>>>>>
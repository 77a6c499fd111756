//! The two-phase batch packager.

use std::collections::{HashMap, HashSet};
use std::fmt;
use std::path::Path;
use std::sync::{mpsc, Arc};

use vermilion_core::streams::SourceStreamFactory;
use vermilion_core::ThreadPool;
use vermilion_device::archive::{ArchiveError, Archiver};
use vermilion_device::device::RenderDevice;
use vermilion_device::flags::DeviceFlags;
use vermilion_device::objects::{PipelineState, RenderPass, ResourceSignature, Shader};
use vermilion_device::types::{
    ComputePipelineCreateInfo, GeneralShaderGroup, GraphicsPipelineCreateInfo,
    PipelineStateCreateInfo, PipelineType, ProceduralHitShaderGroup, RayTracingPipelineCreateInfo,
    TilePipelineCreateInfo, TriangleHitShaderGroup,
};
use vermilion_notation::{
    GraphicsPipelineNotation, NotationParser, ParseError, PipelineNotation,
    RayTracingPipelineNotation,
};

use crate::dump::{dump_bytecode, DumpError};

/// Errors produced by [`RenderStatePackager`].
#[derive(Debug)]
pub enum PackageError {
    /// A notation file failed to parse.
    Parse(ParseError),
    /// `execute` was called with no parsed files.
    NoFilesParsed,
    /// One or more construction tasks failed.
    Creation { errors: Vec<String> },
    /// The archiver rejected an object.
    Archive(ArchiveError),
    /// The bytecode dump failed after archiving succeeded.
    Dump(DumpError),
}

impl fmt::Display for PackageError {
    fn fmt(&self, f: &mut fmt::Formatter<'_>) -> fmt::Result {
        match self {
            PackageError::Parse(err) => write!(f, "{err}"),
            PackageError::NoFilesParsed => write!(f, "no notation files have been parsed"),
            PackageError::Creation { errors } => {
                write!(f, "Failed to create state objects: {}", errors.join("; "))
            }
            PackageError::Archive(err) => write!(f, "{err}"),
            PackageError::Dump(err) => write!(f, "{err}"),
        }
    }
}

impl std::error::Error for PackageError {}

impl From<ParseError> for PackageError {
    fn from(err: ParseError) -> Self {
        PackageError::Parse(err)
    }
}

impl From<ArchiveError> for PackageError {
    fn from(err: ArchiveError) -> Self {
        PackageError::Archive(err)
    }
}

/// One Phase-1 result traveling back over the result channel.
enum Built {
    Shader(Arc<Shader>),
    RenderPass(Arc<RenderPass>),
    Signature(Arc<ResourceSignature>),
    Failed(String),
}

/// Bulk-builds every object a set of notation files declares.
///
/// State machine: `parse_files` → `execute` → `reset`, repeatable. The
/// device, stream factory and thread pool are shared and survive `reset`.
pub struct RenderStatePackager {
    device: Arc<dyn RenderDevice>,
    device_flags: DeviceFlags,
    streams: SourceStreamFactory,
    pool: Arc<ThreadPool>,
    parser: Option<Arc<NotationParser>>,
    shaders: HashMap<String, Arc<Shader>>,
    render_passes: HashMap<String, Arc<RenderPass>>,
    signatures: HashMap<String, Arc<ResourceSignature>>,
    ignored_signatures: HashSet<String>,
    pipelines: Vec<Arc<PipelineState>>,
}

impl RenderStatePackager {
    pub fn new(
        device: Arc<dyn RenderDevice>,
        device_flags: DeviceFlags,
        streams: SourceStreamFactory,
        pool: Arc<ThreadPool>,
    ) -> Self {
        Self {
            device,
            device_flags,
            streams,
            pool,
            parser: None,
            shaders: HashMap::new(),
            render_passes: HashMap::new(),
            signatures: HashMap::new(),
            ignored_signatures: HashSet::new(),
            pipelines: Vec::new(),
        }
    }

    /// Parses every path, in order, into one fresh parser. Later files may
    /// reference names declared by earlier ones, and may redeclare
    /// signatures as ignored to exclude them from this archive.
    pub fn parse_files<S: AsRef<str>>(&mut self, paths: &[S]) -> Result<(), PackageError> {
        let mut parser = NotationParser::new(self.streams.clone(), None);
        for path in paths {
            parser.parse_file(path.as_ref())?;
        }
        let info = parser.info();
        log::info!(
            "parsed {} file(s): {} shaders, {} render passes, {} signatures, {} pipelines",
            paths.len(),
            info.shaders,
            info.render_passes,
            info.resource_signatures,
            info.pipelines
        );
        self.parser = Some(Arc::new(parser));
        Ok(())
    }

    /// Builds everything, hands signatures and pipelines to the archiver,
    /// and optionally dumps shader artifacts under `dump_dir`.
    ///
    /// On any construction failure no object reaches the archiver; the
    /// caller must not serialize. A dump failure occurs after archiving
    /// and leaves the archiver contents valid.
    pub fn execute(
        &mut self,
        archiver: &mut Archiver,
        dump_dir: Option<&Path>,
    ) -> Result<(), PackageError> {
        debug_assert!(self.parser.is_some(), "execute called before parse_files");
        let parser = self.parser.clone().ok_or(PackageError::NoFilesParsed)?;

        self.run_phase1(&parser)?;
        self.run_phase2(&parser)?;

        for signature in self.signatures.values() {
            if self.ignored_signatures.contains(signature.name()) {
                log::debug!("skipping ignored signature '{}'", signature.name());
                continue;
            }
            archiver.add_resource_signature(signature)?;
        }
        for pipeline in &self.pipelines {
            archiver.add_pipeline_state(pipeline)?;
        }

        if let Some(dir) = dump_dir {
            dump_bytecode(dir, &self.pipelines, self.device_flags)
                .map_err(PackageError::Dump)?;
        }
        Ok(())
    }

    /// Drops the parser and every built object, returning to the initial
    /// state for a new file set.
    pub fn reset(&mut self) {
        self.parser = None;
        self.shaders.clear();
        self.render_passes.clear();
        self.signatures.clear();
        self.ignored_signatures.clear();
        self.pipelines.clear();
    }

    /// The pipelines built by the last successful `execute`.
    pub fn pipelines(&self) -> &[Arc<PipelineState>] {
        &self.pipelines
    }

    /// Phase 1: shaders, render passes and signatures have no
    /// inter-dependencies and build fully concurrently. All tasks are
    /// enqueued before the single barrier; a failed task does not stop its
    /// siblings but fails the phase as a whole.
    fn run_phase1(&mut self, parser: &Arc<NotationParser>) -> Result<(), PackageError> {
        let info = parser.info();
        let (tx, rx) = mpsc::channel::<Built>();

        for index in 0..info.shaders {
            let Some(desc) = parser.shader_by_index(index).cloned() else {
                continue;
            };
            let device = self.device.clone();
            let flags = self.device_flags;
            let tx = tx.clone();
            self.pool.spawn(move || {
                let result = match device.create_shader(&desc, flags) {
                    Ok(shader) => Built::Shader(shader),
                    Err(err) => {
                        log::error!("{err}");
                        Built::Failed(err.to_string())
                    }
                };
                tx.send(result).ok();
            });
        }
        for index in 0..info.render_passes {
            let Some(desc) = parser.render_pass_by_index(index).cloned() else {
                continue;
            };
            let device = self.device.clone();
            let tx = tx.clone();
            self.pool.spawn(move || {
                let result = match device.create_render_pass(&desc) {
                    Ok(render_pass) => Built::RenderPass(render_pass),
                    Err(err) => {
                        log::error!("{err}");
                        Built::Failed(err.to_string())
                    }
                };
                tx.send(result).ok();
            });
        }
        for index in 0..info.resource_signatures {
            let Some(notation) = parser.resource_signature_by_index(index).cloned() else {
                continue;
            };
            if notation.ignored {
                self.ignored_signatures.insert(notation.desc.name.clone());
            }
            let device = self.device.clone();
            let tx = tx.clone();
            self.pool.spawn(move || {
                let result = match device.create_resource_signature(&notation.desc) {
                    Ok(signature) => Built::Signature(signature),
                    Err(err) => {
                        log::error!("{err}");
                        Built::Failed(err.to_string())
                    }
                };
                tx.send(result).ok();
            });
        }

        drop(tx);
        self.pool.wait_for_all();

        let mut errors = Vec::new();
        for built in rx.try_iter() {
            match built {
                Built::Shader(shader) => {
                    self.shaders.insert(shader.name().to_owned(), shader);
                }
                Built::RenderPass(render_pass) => {
                    self.render_passes
                        .insert(render_pass.name().to_owned(), render_pass);
                }
                Built::Signature(signature) => {
                    self.signatures
                        .insert(signature.name().to_owned(), signature);
                }
                Built::Failed(message) => errors.push(message),
            }
        }
        if errors.is_empty() {
            Ok(())
        } else {
            Err(PackageError::Creation { errors })
        }
    }

    /// Phase 2: one task per pipeline, resolving names against the
    /// read-only Phase-1 caches. Each task writes its own indexed result
    /// slot through the channel.
    fn run_phase2(&mut self, parser: &Arc<NotationParser>) -> Result<(), PackageError> {
        let info = parser.info();
        let shaders = Arc::new(self.shaders.clone());
        let render_passes = Arc::new(self.render_passes.clone());
        let signatures = Arc::new(self.signatures.clone());
        let (tx, rx) = mpsc::channel::<(usize, Result<Arc<PipelineState>, String>)>();

        for index in 0..info.pipelines {
            let Some(notation) = parser.pipeline_by_index(index).cloned() else {
                continue;
            };
            let device = self.device.clone();
            let flags = self.device_flags;
            let shaders = shaders.clone();
            let render_passes = render_passes.clone();
            let signatures = signatures.clone();
            let tx = tx.clone();
            self.pool.spawn(move || {
                let result = build_create_info(&notation, &shaders, &render_passes, &signatures)
                    .and_then(|create_info| {
                        device
                            .create_pipeline_state(&create_info, flags)
                            .map_err(|err| err.to_string())
                    });
                if let Err(message) = &result {
                    log::error!("{message}");
                }
                tx.send((index, result)).ok();
            });
        }

        drop(tx);
        self.pool.wait_for_all();

        let mut slots: Vec<Option<Arc<PipelineState>>> = vec![None; info.pipelines];
        let mut errors = Vec::new();
        for (index, result) in rx.try_iter() {
            match result {
                Ok(pipeline) => slots[index] = Some(pipeline),
                Err(message) => errors.push(message),
            }
        }
        if !errors.is_empty() {
            return Err(PackageError::Creation { errors });
        }
        self.pipelines = slots.into_iter().flatten().collect();
        Ok(())
    }
}

fn find_shader(shaders: &HashMap<String, Arc<Shader>>, name: &str) -> Result<Arc<Shader>, String> {
    shaders
        .get(name)
        .cloned()
        .ok_or_else(|| format!("Unable to find shader '{name}'"))
}

fn find_shader_slot(
    shaders: &HashMap<String, Arc<Shader>>,
    name: &Option<String>,
) -> Result<Option<Arc<Shader>>, String> {
    match name {
        Some(name) => Ok(Some(find_shader(shaders, name)?)),
        None => Ok(None),
    }
}

fn find_signatures(
    signatures: &HashMap<String, Arc<ResourceSignature>>,
    names: &[String],
) -> Result<Vec<Arc<ResourceSignature>>, String> {
    names
        .iter()
        .map(|name| {
            signatures
                .get(name)
                .cloned()
                .ok_or_else(|| format!("Unable to find resource signature '{name}'"))
        })
        .collect()
}
//! # Keyfob Gen(erator)
//!
//! Generator and verifier component of **Keyfob**. It computes HMAC-based (RFC 4226) and
//! time-based (RFC 6238) one-time passwords from a [`Key`] provided by the [`keyfob_core`]
//! component, and checks supplied codes against the expected value.

#![deny(rust_2018_idioms, clippy::all, clippy::pedantic)]
#![allow(clippy::missing_errors_doc, clippy::cast_possible_truncation)]

use std::{
    fmt::{self, Display},
    time::{SystemTimeError, UNIX_EPOCH},
};

use hmac::{digest::InvalidLength, Hmac, Mac};
use keyfob_core::ExposeSecret;
pub use keyfob_core::{Algorithm, Key};
use sha1::Sha1;
use sha2::{Sha256, Sha512};

/// Most common amount of digits for OTPs.
pub const DEFAULT_DIGITS: u8 = 6;
/// Step duration of the time-based scheme as defined by the standard.
pub const DEFAULT_STEP_SECONDS: u64 = 30;

/// Modulus lookup for 0 to 8 digits. Codes with more digits are not supported as the truncated
/// value only carries 31 bits.
const DIGITS_POWER: [u32; 9] = [
    1,
    10,
    100,
    1_000,
    10_000,
    100_000,
    1_000_000,
    10_000_000,
    100_000_000,
];

/// Errors that can occur when generating an OTP.
#[derive(Debug, thiserror::Error)]
pub enum Error {
    /// Failed to get a timestamp from the system.
    #[error("failed to get time since unix epoch")]
    Time(#[from] SystemTimeError),
    /// The requested amount of digits lies outside the supported range.
    #[error("amount of digits must be between 1 and 8, got {0}")]
    UnsupportedDigitCount(u8),
    /// A step duration of zero can not describe any time step.
    #[error("step duration must be greater than zero")]
    ZeroStepDuration,
    /// The underlying mac primitive rejected its input.
    #[error("failed to initialize the keyed hash")]
    Internal(#[from] InvalidLength),
}

/// Errors that can occur when verifying a supplied OTP code.
#[derive(Debug, thiserror::Error)]
pub enum VerifyError {
    /// No code was supplied to compare against.
    #[error("no code was supplied to compare against")]
    EmptyCode,
    /// The supplied code differs from the expected one.
    #[error("the supplied code does not match the expected one")]
    Mismatch,
    /// The expected code could not be generated.
    #[error(transparent)]
    Generate(#[from] Error),
}

/// Amount of whole time steps that passed between the unix epoch and `epoch_millis`, with one
/// step lasting `step_seconds`.
pub fn steps(epoch_millis: u64, step_seconds: u64) -> Result<u64, Error> {
    if step_seconds == 0 {
        return Err(Error::ZeroStepDuration);
    }

    Ok(epoch_millis / 1000 / step_seconds)
}

/// Create a new counter based OTP from the given `key`, as defined in RFC 4226.
///
/// The counter is used as-is; keeping it in sync with the other party is the caller's concern.
pub fn hotp(key: &Key, counter: u64, digits: u8, algorithm: Algorithm) -> Result<OtpCode, Error> {
    if digits == 0 || usize::from(digits) >= DIGITS_POWER.len() {
        return Err(Error::UnsupportedDigitCount(digits));
    }

    let digest = mac(algorithm, key.expose_secret(), counter)?;

    Ok(OtpCode {
        value: truncate(&digest, digits),
        digits,
    })
}

/// Create a new time based OTP from the given `key`, as defined in RFC 6238.
///
/// The moving factor is the amount of whole `step_seconds` long steps that passed between the
/// unix epoch and `epoch_millis`. All timestamps within the same step produce the same code.
pub fn totp(
    key: &Key,
    epoch_millis: u64,
    step_seconds: u64,
    digits: u8,
    algorithm: Algorithm,
) -> Result<OtpCode, Error> {
    hotp(key, steps(epoch_millis, step_seconds)?, digits, algorithm)
}

/// Same as [`totp`], but for the current system time.
pub fn totp_now(
    key: &Key,
    step_seconds: u64,
    digits: u8,
    algorithm: Algorithm,
) -> Result<OtpCode, Error> {
    let now = UNIX_EPOCH.elapsed()?;
    totp(key, now.as_millis() as u64, step_seconds, digits, algorithm)
}

/// Check a supplied code against the expected one for the given point in time.
///
/// The comparison is an exact match over the full, zero-padded code string. Only the single step
/// that contains `epoch_millis` is accepted; callers that need tolerance for clock drift can call
/// this for a small set of adjacent steps instead.
pub fn verify(
    key: &Key,
    epoch_millis: u64,
    step_seconds: u64,
    digits: u8,
    algorithm: Algorithm,
    supplied: &str,
) -> Result<(), VerifyError> {
    if supplied.is_empty() {
        return Err(VerifyError::EmptyCode);
    }

    let expected = totp(key, epoch_millis, step_seconds, digits, algorithm)?;

    if expected.to_string() == supplied {
        Ok(())
    } else {
        Err(VerifyError::Mismatch)
    }
}

fn mac(algorithm: Algorithm, key: &[u8], counter: u64) -> Result<Vec<u8>, Error> {
    let message = counter.to_be_bytes();

    Ok(match algorithm {
        Algorithm::Sha1 => {
            let mut mac = Hmac::<Sha1>::new_from_slice(key)?;
            mac.update(&message);
            mac.finalize().into_bytes().to_vec()
        }
        Algorithm::Sha256 => {
            let mut mac = Hmac::<Sha256>::new_from_slice(key)?;
            mac.update(&message);
            mac.finalize().into_bytes().to_vec()
        }
        Algorithm::Sha512 => {
            let mut mac = Hmac::<Sha512>::new_from_slice(key)?;
            mac.update(&message);
            mac.finalize().into_bytes().to_vec()
        }
    })
}

/// Dynamic truncation as defined in RFC 4226. The low nibble of the last digest byte selects the
/// offset of a 31-bit big-endian value, which is then reduced to the wanted amount of digits.
///
/// Any digest of at least 20 bytes covers offset 15 plus 4 bytes, so all supported algorithms
/// satisfy the bounds.
fn truncate(digest: &[u8], digits: u8) -> u32 {
    let offset = usize::from(digest[digest.len() - 1] & 0xf);
    let binary = (u32::from(digest[offset]) & 0x7f) << 24
        | u32::from(digest[offset + 1]) << 16
        | u32::from(digest[offset + 2]) << 8
        | u32::from(digest[offset + 3]);

    binary % DIGITS_POWER[usize::from(digits)]
}

/// A generated OTP code that can be used to verify identity against a service.
///
/// The truncated value may have fewer decimal digits than requested and must be shifted with
/// zeroes in the final representation. Call `to_string()` on an instance to get the final code.
#[derive(Clone, Copy, Debug, PartialEq, Eq)]
pub struct OtpCode {
    /// Truncated code value, always below `10^digits`.
    pub value: u32,
    /// The desired width of the code in decimal digits.
    pub digits: u8,
}

impl Display for OtpCode {
    fn fmt(&self, f: &mut fmt::Formatter<'_>) -> fmt::Result {
        write!(f, "{:01$}", self.value, usize::from(self.digits))
    }
}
<<<<<
In the listing, find all lines with the string "impl" and copy them.

impl fmt::Display for PackageError {
impl std::error::Error for PackageError {}
impl From<ParseError> for PackageError {
impl From<ArchiveError> for PackageError {
impl RenderStatePackager {
impl Display for OtpCode {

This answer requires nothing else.